Policy Language: Cerbos uses policies defined primarily in YAML, with conditions expressed using Google's Common Expression Language (CEL). Guantr uses JS/TS objects and arrays.
Guantr Strengths: Simpler architecture for single applications or monoliths (no separate service to deploy/manage). Authorization logic is co-located with application code.
Cerbos Strengths: Language-agnostic (any application that can call its API can use it). Designed for microservices and scalability. Centralized policy management, testing, and GitOps workflows via Cerbos Hub. Policies are fully decoupled from application code.
Trade-offs: Embedded library (Guantr) vs. External service (Cerbos). JS/TS specific vs. Language-agnostic. Simplicity vs. Centralization/Scalability.
Choose Guantr if: You prefer embedding authorization logic directly within your JS/TS application and don't require a separate authorization service or language-agnostic policies.
Choose Cerbos if: You need a language-agnostic, decoupled authorization solution, are building microservices, require centralized policy management and deployment workflows, or need high scalability handled by a dedicated service.
Conclusion
Guantr excels as a type-safe, flexible, JavaScript/TypeScript-native authorization library.

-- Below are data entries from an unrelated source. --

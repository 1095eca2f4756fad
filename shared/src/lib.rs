use serde::{Deserialize, Serialize};
use std::fmt;

pub const PROTOCOL_VERSION: u32 = 1;
pub const INCORRECT_GUESS_THRESHOLD: u32 = 6;
pub const PLACEHOLDER: char = '_';
pub const MAX_PACKET_SIZE: usize = 2048;

/// Encoded size of one revealed cell: variant tag plus a one-byte ASCII char.
const SHOWN_CELL_SIZE: usize = 5;
/// Room for the packet, response and length headers around the cells.
const RESPONSE_HEADROOM: usize = 64;

/// Longest secret word whose fully revealed response still fits in one
/// datagram.
pub const MAX_WORD_LEN: usize = (MAX_PACKET_SIZE - RESPONSE_HEADROOM) / SHOWN_CELL_SIZE;

#[derive(Debug, Serialize, Deserialize, Clone, PartialEq)]
pub enum Packet {
    Connect {
        client_version: u32,
    },
    Request {
        request_id: u32,
        request: Request,
    },
    Disconnect,

    Connected {
        session_id: u32,
    },
    Response {
        request_id: u32,
        response: Response,
    },
    Disconnected {
        reason: String,
    },
}

/// The three operations a session can ask of its game.
#[derive(Debug, Serialize, Deserialize, Clone, Copy, PartialEq, Eq)]
pub enum Request {
    StartGame,
    CheckGuess { char_clicked: char },
    RevealAnswer,
}

/// One record type per operation, plus the shared rejection payload.
#[derive(Debug, Serialize, Deserialize, Clone, PartialEq, Eq)]
pub enum Response {
    GameStarted {
        word: Vec<Cell>,
    },
    GuessChecked {
        word: Vec<Cell>,
        correct_guess: bool,
        incorrect_guesses: u32,
        win: bool,
        lost: bool,
        repeated: bool,
    },
    AnswerFetched(AnswerOutcome),
    Rejected {
        reason: RejectReason,
        message: String,
    },
}

#[derive(Debug, Serialize, Deserialize, Clone, PartialEq, Eq)]
pub enum AnswerOutcome {
    Success { answer: String },
    Failure { reason: RejectReason, message: String },
}

impl AnswerOutcome {
    /// Legacy status code: 1 when the answer was disclosed, -1 otherwise.
    pub fn success(&self) -> i8 {
        match self {
            AnswerOutcome::Success { .. } => 1,
            AnswerOutcome::Failure { .. } => -1,
        }
    }
}

#[derive(Debug, Serialize, Deserialize, Clone, Copy, PartialEq, Eq, Hash)]
pub enum RejectReason {
    NoSession,
    NoGame,
    GameFinished,
    GameUnfinished,
    InvalidGuess,
}

/// One position of the masked word.
#[derive(Debug, Serialize, Deserialize, Clone, Copy, PartialEq, Eq, Hash)]
pub enum Cell {
    Hidden,
    Shown(char),
}

impl Cell {
    pub fn is_hidden(&self) -> bool {
        matches!(self, Cell::Hidden)
    }

    pub fn as_char(&self) -> char {
        match self {
            Cell::Hidden => PLACEHOLDER,
            Cell::Shown(c) => *c,
        }
    }
}

/// Display adapter rendering cells as e.g. `F_____`.
pub struct MaskedWord<'a>(pub &'a [Cell]);

impl fmt::Display for MaskedWord<'_> {
    fn fmt(&self, f: &mut fmt::Formatter<'_>) -> fmt::Result {
        for cell in self.0 {
            write!(f, "{}", cell.as_char())?;
        }
        Ok(())
    }
}

pub fn hidden_count(cells: &[Cell]) -> usize {
    cells.iter().filter(|cell| cell.is_hidden()).count()
}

It's well-suited for projects where developers prefer defining authorization rules directly within their application code, leveraging the power of TypeScript for safety and maintainability.
- Compared to CASL, it offers a similar library-based approach but with distinct typing (
GuantrMeta
) and condition syntax ([op, operand]
) paradigms. - Compared to Oso, it keeps logic within JS/TS instead of using a separate policy language (Polar).
- Compared to Cerbos, it provides an embedded library experience rather than a decoupled authorization service.
The best choice always depends on your specific project architecture, team expertise, scalability requirements, and policy management needs.